GÉRALDINE FALADÉ, GARDIENNE DE LA MÉMOIRE DES PIONNIÈRES D'AFRIQUE
La journaliste franco-béninoise consacre un livre aux femmes, trop peu connues, qui ont fait avancer le continent vers l’indépendance et l’unité
Ecouter Géraldine Faladé, 86 ans, raconter sa vie, c’est traverser plus d’un demi-siècle de presse et de combats en Afrique. Son parcours remarquable a secoué le public du festival « Atlantide » de Nantes, mi-juin, surpris d’être jusque-là passé à côté de cette journaliste de terrain dont l’aura et l’engagement pour la cause des femmes évoquent à la fois l’écrivaine guadeloupéenne Maryse Condé et l’autrice nigériane Chimamanda Ngozi Adichie.
Ce décalage entre l’importance de ce qu’accomplit une femme et la place que l’histoire lui réserve se trouve justement au cœur de Turbulentes !, le deuxième livre de Géraldine Faladé, paru en août 2020 aux éditions Présence africaine. Une collection de portraits de pionnières – première maire, première enseignante, première médecin, première ministre, etc. – qui se lit d’une traite, tel un formidable bréviaire de la fabrique tronquée des héros nationaux.

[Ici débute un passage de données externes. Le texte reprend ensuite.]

//! Live listener set
//!
//! The registry is plain data with no interior locking. It is owned by the hub
//! task and only ever touched from there, so a fan-out pass can never observe
//! a concurrent insert or removal.

use std::collections::BTreeMap;
use std::fmt;

/// Process-unique identifier of one listener connection.
#[derive(Debug, Clone, Copy, PartialEq, Eq, PartialOrd, Ord, Hash)]
pub struct ListenerId(pub u64);

impl fmt::Display for ListenerId {
    fn fmt(&self, f: &mut fmt::Formatter<'_>) -> fmt::Result {
        write!(f, "#{}", self.0)
    }
}

/// Registered listeners keyed by id. Iteration order is ascending id.
pub struct Registry<S> {
    listeners: BTreeMap<ListenerId, S>,
}

impl<S> Registry<S> {
    pub fn new() -> Self {
        Self {
            listeners: BTreeMap::new(),
        }
    }

    /// Add a listener. Returns `false` and keeps the existing entry if the id
    /// is already registered.
    pub fn register(&mut self, id: ListenerId, sink: S) -> bool {
        if self.listeners.contains_key(&id) {
            return false;
        }
        self.listeners.insert(id, sink);
        true
    }

    /// Remove a listener, handing its sink back so the caller can close it.
    /// Absent ids are a no-op.
    pub fn deregister(&mut self, id: ListenerId) -> Option<S> {
        self.listeners.remove(&id)
    }

    /// Ids registered right now.
    pub fn snapshot(&self) -> Vec<ListenerId> {
        self.listeners.keys().copied().collect()
    }

    pub fn get_mut(&mut self, id: ListenerId) -> Option<&mut S> {
        self.listeners.get_mut(&id)
    }

    pub fn contains(&self, id: ListenerId) -> bool {
        self.listeners.contains_key(&id)
    }

    pub fn len(&self) -> usize {
        self.listeners.len()
    }

    pub fn is_empty(&self) -> bool {
        self.listeners.is_empty()
    }

    /// Empty the registry, yielding every sink.
    pub fn drain(&mut self) -> impl Iterator<Item = (ListenerId, S)> {
        std::mem::take(&mut self.listeners).into_iter()
    }
}

impl<S> Default for Registry<S> {
    fn default() -> Self {
        Self::new()
    }
}
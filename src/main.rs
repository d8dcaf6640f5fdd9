use anyhow::{bail, Result};
use clap::{Parser, Subcommand};
use colored::*;
use std::net::SocketAddr;
use std::path::PathBuf;

use syncwave::sync::remote::connect_peer;
use syncwave::{logging, ServerConfig, SyncEvent, SyncServer};

#[derive(Parser)]
#[command(name = "syncwave")]
#[command(about = "Synchronized listening: share play, pause and seek across every connected player", version)]
#[command(after_help = "Syncwave Endpoints:
- GET /ws               WebSocket for sync events {\"type\",\"time\",\"file\"}
- GET /music?file=NAME  Stream a track from the music directory
- GET /music-list       JSON list of every track name
- GET /stats            Hub counters
- GET /health           Liveness probe")]
struct Cli {
    /// Log debug output
    #[arg(short, long, global = true)]
    verbose: bool,

    /// Also write logs to a daily rolling file in this directory
    #[arg(long, global = true, value_name = "DIR")]
    log_dir: Option<PathBuf>,

    #[command(subcommand)]
    command: Option<Commands>,
}

#[derive(Subcommand)]
enum Commands {
    /// Start the sync server
    Serve {
        /// TOML configuration file
        #[arg(short, long)]
        config: Option<PathBuf>,

        /// Port to listen on
        #[arg(short, long)]
        port: Option<u16>,

        /// Full bind address (overrides --port)
        #[arg(long)]
        bind: Option<SocketAddr>,

        /// Directory the music endpoints serve from
        #[arg(short, long)]
        music_dir: Option<PathBuf>,

        /// Serve a static web frontend from this directory
        #[arg(long)]
        frontend_dir: Option<PathBuf>,

        /// Do not send events back to the listener that sent them
        #[arg(long)]
        no_echo: bool,
    },

    /// Send one sync event to a server and exit
    Send {
        #[arg(short, long, default_value = "ws://localhost:5000/ws")]
        url: String,

        /// Action tag, e.g. play, pause, seek
        #[arg(short = 't', long = "type")]
        kind: String,

        /// Playback position in seconds
        #[arg(long, default_value_t = 0.0)]
        time: f64,

        /// Track the action applies to
        #[arg(short, long)]
        file: String,
    },

    /// Print every sync event broadcast by a server
    Listen {
        #[arg(short, long, default_value = "ws://localhost:5000/ws")]
        url: String,
    },
}

#[tokio::main(flavor = "multi_thread")]
async fn main() -> Result<()> {
    let cli = Cli::parse();
    let _log_guard = logging::init(cli.verbose, cli.log_dir.as_deref())?;

    let command = match cli.command {
        Some(cmd) => cmd,
        None => Commands::Serve {
            config: None,
            port: None,
            bind: None,
            music_dir: None,
            frontend_dir: None,
            no_echo: false,
        },
    };

    match command {
        Commands::Serve {
            config,
            port,
            bind,
            music_dir,
            frontend_dir,
            no_echo,
        } => {
            let mut config = match config {
                Some(path) => ServerConfig::load(&path)?,
                None => ServerConfig::default(),
            };
            if let Some(port) = port {
                config = config.port(port);
            }
            if let Some(addr) = bind {
                config = config.bind(addr);
            }
            if let Some(dir) = music_dir {
                config = config.music_dir(dir);
            }
            if let Some(dir) = frontend_dir {
                config = config.frontend_dir(dir);
            }
            if no_echo {
                config.hub.echo_to_sender = false;
            }

            if !config.music_dir.is_dir() {
                eprintln!(
                    "{} Music directory {} does not exist; listing will fail until it does",
                    "!".yellow(),
                    config.music_dir.display().to_string().bright_white()
                );
            }

            let server = SyncServer::bind(config).await?;
            println!(
                "{} Server is running at {}",
                "✓".green(),
                format!("http://{}", server.local_addr()?).bright_blue()
            );

            server
                .run_until(async {
                    let _ = tokio::signal::ctrl_c().await;
                })
                .await?;
        }

        Commands::Send {
            url,
            kind,
            time,
            file,
        } => {
            let event = SyncEvent::new(kind, time, file);
            let mut peer = connect_peer(&url).await?;
            peer.send(&event).await?;
            peer.close().await?;
            println!("{} Sent {}", "→".bright_blue(), event.to_string().bright_yellow());
        }

        Commands::Listen { url } => {
            let mut peer = connect_peer(&url).await?;
            println!(
                "{} Listening on {}",
                "↔".bright_blue(),
                peer.url().as_str().bright_white()
            );

            while let Some(event) = peer.next_event().await {
                match event {
                    Ok(event) => println!(
                        "{} {:<6} {:>9.3}s  {}",
                        "♪".bright_cyan(),
                        event.kind.bright_yellow(),
                        event.position,
                        event.file.bright_white()
                    ),
                    Err(e) => bail!("connection lost: {e}"),
                }
            }
            println!("{}", "Connection closed".bright_black());
        }
    }

    Ok(())
}
//! Broadcast hub
//!
//! A single task owns the [`Registry`] and drains one shared command queue.
//! Registration, deregistration and events all travel through that queue, so
//! the listener set is only ever mutated from one place and every event is
//! fanned out to completion before the next one starts.
//!
//! ```text
//!  [read loop #1] ──┐
//!  [read loop #2] ──┼──► mpsc queue ──► hub task ──► sink #1, sink #2, ...
//!  [read loop #3] ──┘                    (owns Registry)
//! ```
//!
//! A listener can be discovered dead from two directions: its read loop ends,
//! or a fan-out write to it fails. Both paths end in [`Hub::drop_listener`],
//! which is a no-op for ids that are already gone.

use std::future::Future;
use std::sync::atomic::{AtomicU64, Ordering};
use std::sync::Arc;
use std::time::Duration;

use serde::{Deserialize, Serialize};
use tokio::sync::{mpsc, oneshot};

use super::event::SyncEvent;
use super::registry::{ListenerId, Registry};
use crate::error::SyncError;

/// Write half of a listener connection, as seen by the hub.
pub trait EventSink: Send + 'static {
    /// Write one event to the listener.
    fn deliver(
        &mut self,
        event: &SyncEvent,
    ) -> impl Future<Output = Result<(), SyncError>> + Send;

    /// Close the underlying stream. Called at most once, after which the sink
    /// is dropped.
    fn close(self) -> impl Future<Output = ()> + Send;
}

/// Bound and overflow behavior of the hub's inbound queue.
#[derive(Debug, Clone, Copy, PartialEq, Eq, Serialize, Deserialize)]
#[serde(tag = "policy", rename_all = "snake_case")]
pub enum QueuePolicy {
    /// No bound; submitters never wait
    Unbounded,
    /// Submitters wait for space when `capacity` events are queued
    Block { capacity: usize },
    /// Events submitted while the queue is full are discarded
    DropNewest { capacity: usize },
}

impl Default for QueuePolicy {
    fn default() -> Self {
        QueuePolicy::Block { capacity: 1024 }
    }
}

/// Hub configuration
#[derive(Debug, Clone, PartialEq, Serialize, Deserialize)]
#[serde(default)]
pub struct HubConfig {
    /// Inbound queue policy
    pub queue: QueuePolicy,

    /// Deliver events back to the listener that sent them
    pub echo_to_sender: bool,

    /// Upper bound on a single fan-out write, in milliseconds (None = wait forever)
    pub write_timeout_ms: Option<u64>,
}

impl Default for HubConfig {
    fn default() -> Self {
        Self {
            queue: QueuePolicy::default(),
            echo_to_sender: true,
            write_timeout_ms: None,
        }
    }
}

impl HubConfig {
    pub fn queue(mut self, policy: QueuePolicy) -> Self {
        self.queue = policy;
        self
    }

    pub fn echo_to_sender(mut self, echo: bool) -> Self {
        self.echo_to_sender = echo;
        self
    }

    pub fn write_timeout(mut self, timeout: Duration) -> Self {
        self.write_timeout_ms = Some(u64::try_from(timeout.as_millis()).unwrap_or(u64::MAX));
        self
    }

    pub fn write_timeout_duration(&self) -> Option<Duration> {
        self.write_timeout_ms.map(Duration::from_millis)
    }
}

/// Hub counters
#[derive(Debug, Clone, Default, PartialEq, Eq, Serialize)]
pub struct HubStats {
    /// Listeners currently registered
    pub listeners: usize,
    /// Events fanned out so far
    pub events_processed: u64,
    /// Successful per-listener writes
    pub deliveries: u64,
    /// Writes that failed and cost the listener its registration
    pub failed_deliveries: u64,
    /// Events discarded by [`QueuePolicy::DropNewest`]
    pub dropped_events: u64,
}

/// Outcome of [`HubHandle::submit`]
#[derive(Debug, Clone, Copy, PartialEq, Eq)]
pub enum Submission {
    Queued,
    Dropped,
}

enum HubCommand<S> {
    Register {
        id: ListenerId,
        sink: S,
    },
    Deregister {
        id: ListenerId,
    },
    Broadcast {
        origin: Option<ListenerId>,
        event: SyncEvent,
    },
    Listeners {
        reply: oneshot::Sender<Vec<ListenerId>>,
    },
    Stats {
        reply: oneshot::Sender<HubStats>,
    },
}

enum Outbox<S> {
    Bounded(mpsc::Sender<HubCommand<S>>),
    Unbounded(mpsc::UnboundedSender<HubCommand<S>>),
}

impl<S> Clone for Outbox<S> {
    fn clone(&self) -> Self {
        match self {
            Outbox::Bounded(tx) => Outbox::Bounded(tx.clone()),
            Outbox::Unbounded(tx) => Outbox::Unbounded(tx.clone()),
        }
    }
}

impl<S> Outbox<S> {
    /// Enqueue, waiting for space if the queue is bounded and full.
    async fn send(&self, command: HubCommand<S>) -> Result<(), SyncError> {
        match self {
            Outbox::Bounded(tx) => tx.send(command).await.map_err(|_| SyncError::HubClosed),
            Outbox::Unbounded(tx) => tx.send(command).map_err(|_| SyncError::HubClosed),
        }
    }

    /// Enqueue without waiting; `Ok(false)` means the queue was full.
    fn try_send(&self, command: HubCommand<S>) -> Result<bool, SyncError> {
        match self {
            Outbox::Bounded(tx) => match tx.try_send(command) {
                Ok(()) => Ok(true),
                Err(mpsc::error::TrySendError::Full(_)) => Ok(false),
                Err(mpsc::error::TrySendError::Closed(_)) => Err(SyncError::HubClosed),
            },
            Outbox::Unbounded(tx) => tx
                .send(command)
                .map(|_| true)
                .map_err(|_| SyncError::HubClosed),
        }
    }
}

enum Inbox<S> {
    Bounded(mpsc::Receiver<HubCommand<S>>),
    Unbounded(mpsc::UnboundedReceiver<HubCommand<S>>),
}

impl<S> Inbox<S> {
    async fn recv(&mut self) -> Option<HubCommand<S>> {
        match self {
            Inbox::Bounded(rx) => rx.recv().await,
            Inbox::Unbounded(rx) => rx.recv().await,
        }
    }
}

/// Cloneable front door to a running hub.
///
/// The hub task exits once every handle has been dropped.
pub struct HubHandle<S> {
    tx: Outbox<S>,
    policy: QueuePolicy,
    next_id: Arc<AtomicU64>,
    dropped: Arc<AtomicU64>,
}

impl<S> Clone for HubHandle<S> {
    fn clone(&self) -> Self {
        Self {
            tx: self.tx.clone(),
            policy: self.policy,
            next_id: Arc::clone(&self.next_id),
            dropped: Arc::clone(&self.dropped),
        }
    }
}

impl<S: EventSink> HubHandle<S> {
    /// Register a new listener and return the id allocated for it.
    ///
    /// The registration is queued ahead of anything the caller submits
    /// afterwards, so a listener never misses its own first event.
    pub async fn register(&self, sink: S) -> Result<ListenerId, SyncError> {
        let id = ListenerId(self.next_id.fetch_add(1, Ordering::Relaxed));
        self.tx.send(HubCommand::Register { id, sink }).await?;
        Ok(id)
    }

    /// Ask the hub to close and forget a listener. Safe to call for ids that
    /// are already gone.
    pub async fn deregister(&self, id: ListenerId) -> Result<(), SyncError> {
        self.tx.send(HubCommand::Deregister { id }).await
    }

    /// Queue an event for fan-out. `origin` is the listener it came from,
    /// if any.
    pub async fn submit(
        &self,
        origin: Option<ListenerId>,
        event: SyncEvent,
    ) -> Result<Submission, SyncError> {
        let command = HubCommand::Broadcast { origin, event };

        if let QueuePolicy::DropNewest { .. } = self.policy {
            if self.tx.try_send(command)? {
                return Ok(Submission::Queued);
            }
            self.dropped.fetch_add(1, Ordering::Relaxed);
            tracing::warn!(origin = ?origin, "Hub queue full, event dropped");
            return Ok(Submission::Dropped);
        }

        self.tx.send(command).await?;
        Ok(Submission::Queued)
    }

    /// Ids registered at the moment the hub handles this request.
    pub async fn listeners(&self) -> Result<Vec<ListenerId>, SyncError> {
        let (reply, rx) = oneshot::channel();
        self.tx.send(HubCommand::Listeners { reply }).await?;
        rx.await.map_err(|_| SyncError::HubClosed)
    }

    pub async fn stats(&self) -> Result<HubStats, SyncError> {
        let (reply, rx) = oneshot::channel();
        self.tx.send(HubCommand::Stats { reply }).await?;
        rx.await.map_err(|_| SyncError::HubClosed)
    }
}

/// The hub task state.
pub struct Hub<S> {
    registry: Registry<S>,
    inbox: Inbox<S>,
    config: HubConfig,
    stats: HubStats,
    dropped: Arc<AtomicU64>,
}

impl<S: EventSink> Hub<S> {
    /// Create a hub and its first handle without starting it.
    pub fn new(config: HubConfig) -> (Self, HubHandle<S>) {
        let (tx, inbox) = match config.queue {
            QueuePolicy::Unbounded => {
                let (tx, rx) = mpsc::unbounded_channel();
                (Outbox::Unbounded(tx), Inbox::Unbounded(rx))
            }
            QueuePolicy::Block { capacity } | QueuePolicy::DropNewest { capacity } => {
                let (tx, rx) = mpsc::channel(capacity.max(1));
                (Outbox::Bounded(tx), Inbox::Bounded(rx))
            }
        };
        let dropped = Arc::new(AtomicU64::new(0));

        let handle = HubHandle {
            tx,
            policy: config.queue,
            next_id: Arc::new(AtomicU64::new(1)),
            dropped: Arc::clone(&dropped),
        };
        let hub = Self {
            registry: Registry::new(),
            inbox,
            config,
            stats: HubStats::default(),
            dropped,
        };

        (hub, handle)
    }

    /// Start the hub on the current runtime.
    pub fn spawn(config: HubConfig) -> HubHandle<S> {
        let (hub, handle) = Self::new(config);
        tokio::spawn(hub.run());
        handle
    }

    /// Process commands until every handle is gone.
    pub async fn run(mut self) {
        tracing::debug!(
            queue = ?self.config.queue,
            echo = self.config.echo_to_sender,
            "Hub started"
        );

        while let Some(command) = self.inbox.recv().await {
            match command {
                HubCommand::Register { id, sink } => self.add_listener(id, sink),
                HubCommand::Deregister { id } => self.drop_listener(id).await,
                HubCommand::Broadcast { origin, event } => self.fan_out(origin, &event).await,
                HubCommand::Listeners { reply } => {
                    let _ = reply.send(self.registry.snapshot());
                }
                HubCommand::Stats { reply } => {
                    let _ = reply.send(self.current_stats());
                }
            }
        }

        let remaining: Vec<(ListenerId, S)> = self.registry.drain().collect();
        let closed = remaining.len();
        for (id, sink) in remaining {
            self.close_sink(id, sink).await;
        }
        tracing::debug!(closed, "Hub stopped");
    }

    fn add_listener(&mut self, id: ListenerId, sink: S) {
        if self.registry.register(id, sink) {
            tracing::info!(
                listener = %id,
                listeners = self.registry.len(),
                "Listener registered"
            );
        } else {
            tracing::warn!(listener = %id, "Duplicate registration ignored");
        }
    }

    async fn drop_listener(&mut self, id: ListenerId) {
        match self.registry.deregister(id) {
            Some(sink) => {
                self.close_sink(id, sink).await;
                tracing::info!(
                    listener = %id,
                    listeners = self.registry.len(),
                    "Listener removed"
                );
            }
            None => tracing::debug!(listener = %id, "Listener already removed"),
        }
    }

    /// A peer that stopped reading never acknowledges the close handshake
    /// either, so closing is held to the write timeout too.
    async fn close_sink(&mut self, id: ListenerId, sink: S) {
        match self.config.write_timeout_duration() {
            Some(limit) => {
                if tokio::time::timeout(limit, sink.close()).await.is_err() {
                    tracing::debug!(listener = %id, "Close timed out, dropping stream");
                }
            }
            None => sink.close().await,
        }
    }

    async fn fan_out(&mut self, origin: Option<ListenerId>, event: &SyncEvent) {
        self.stats.events_processed += 1;
        let write_timeout = self.config.write_timeout_duration();

        for id in self.registry.snapshot() {
            if !self.config.echo_to_sender && origin == Some(id) {
                continue;
            }
            let Some(sink) = self.registry.get_mut(id) else {
                continue;
            };

            let result = match write_timeout {
                Some(limit) => tokio::time::timeout(limit, sink.deliver(event))
                    .await
                    .unwrap_or(Err(SyncError::WriteTimeout(limit))),
                None => sink.deliver(event).await,
            };

            match result {
                Ok(()) => self.stats.deliveries += 1,
                Err(e) => {
                    self.stats.failed_deliveries += 1;
                    tracing::warn!(listener = %id, error = %e, "Delivery failed");
                    self.drop_listener(id).await;
                }
            }
        }

        tracing::trace!(
            origin = ?origin,
            kind = %event.kind,
            position = event.position,
            file = %event.file,
            "Event fanned out"
        );
    }

    fn current_stats(&self) -> HubStats {
        HubStats {
            listeners: self.registry.len(),
            dropped_events: self.dropped.load(Ordering::Relaxed),
            ..self.stats.clone()
        }
    }
}
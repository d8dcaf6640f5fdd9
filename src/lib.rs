//! # Syncwave - Synchronized Listening Server
//!
//! Lets several people listen to the same track at the same position. Every
//! play, pause or seek one listener performs is broadcast to everyone else over
//! WebSocket, in one global order.
//!
//! ## Features
//!
//! - **Single-owner hub**: one task owns the listener set, so fan-out never
//!   races with connects and disconnects
//! - **Explicit backpressure**: bounded, dropping or unbounded inbound queue
//! - **Exactly-once cleanup**: a dead listener is closed once, whichever side
//!   notices first
//! - **Music library**: stream a track (with range requests) or list them all
//!
//! ## Quick Start
//!
//! ```rust,no_run
//! use syncwave::{ServerConfig, SyncServer};
//!
//! #[tokio::main]
//! async fn main() -> anyhow::Result<()> {
//!     let config = ServerConfig::default().port(5000).music_dir("./music/");
//!     SyncServer::bind(config).await?.run().await
//! }
//! ```
//!
//! Wire format, both directions:
//!
//! ```json
//! { "type": "seek", "time": 42.5, "file": "track.mp3" }
//! ```

pub mod config;
pub mod error;
pub mod logging;
pub mod server;
pub mod sync;

// Re-export main types for library consumers
pub use config::ServerConfig;
pub use error::SyncError;
pub use server::SyncServer;
pub use sync::{EventSink, Hub, HubConfig, HubHandle, ListenerId, QueuePolicy, SyncEvent};

/// Library version
pub const VERSION: &str = env!("CARGO_PKG_VERSION");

Elles sont mariées ou divorcées, mères de six enfants ou d’aucun, toutes invariablement libres et déterminées. Géraldine Faladé, née en 1935 au Dahomey (l’actuel Bénin), les décrit tandis qu’elles font avancer le continent vers l’indépendance et le rêve d’une Afrique unie.
Des combats méconnus
Parmi elles, des militantes comme la Guinéenne Jeanne Martin Cissé et la Sénégalaise Caroline Faye Diop. « Elles ont participé à la création de l’Organisation panafricaine des femmes, à Bamako en 1962 – un an avant la fondation de l’Organisation de l’unité africaine ! », souligne l’écrivaine. Engagée aux côtés du président guinéen Ahmed Sékou Touré, Jeanne Martin Cissé fut vice-présidente de l’Assemblée révolutionnaire de son pays et son ambassadrice à l’ONU. L’enseignante sera la première femme présidente du Conseil de sécurité des Nations unies, quand la Guinée en occupera la présidence tournante en 1972.
Méconnu aussi, le combat de l’enseignante et militante nigériane Funmilayo Ransome-Kuti (1900-1978). Celle qu’on surnomme « la lionne » d’Abeokuta, sa ville d’origine, distribue des ardoises aux vendeuses du marché et à leurs filles afin qu’elles apprennent à lire, à écrire et à défendre leurs droits. Puis elle sollicite l’aide des jeunes de sa famille pour donner des cours d’alphabétisation. Son neveu accepte, c’est le futur Prix Nobel Wole Soyinka. Plus tard, celle qui est aussi la mère du chanteur Fela Kuti voyage dans le monde entier, rencontre Mao Zedong et Jawaharlal Nehru, et n’hésite pas à quitter son parti politique parce qu’il n’accorde pas assez de place aux femmes.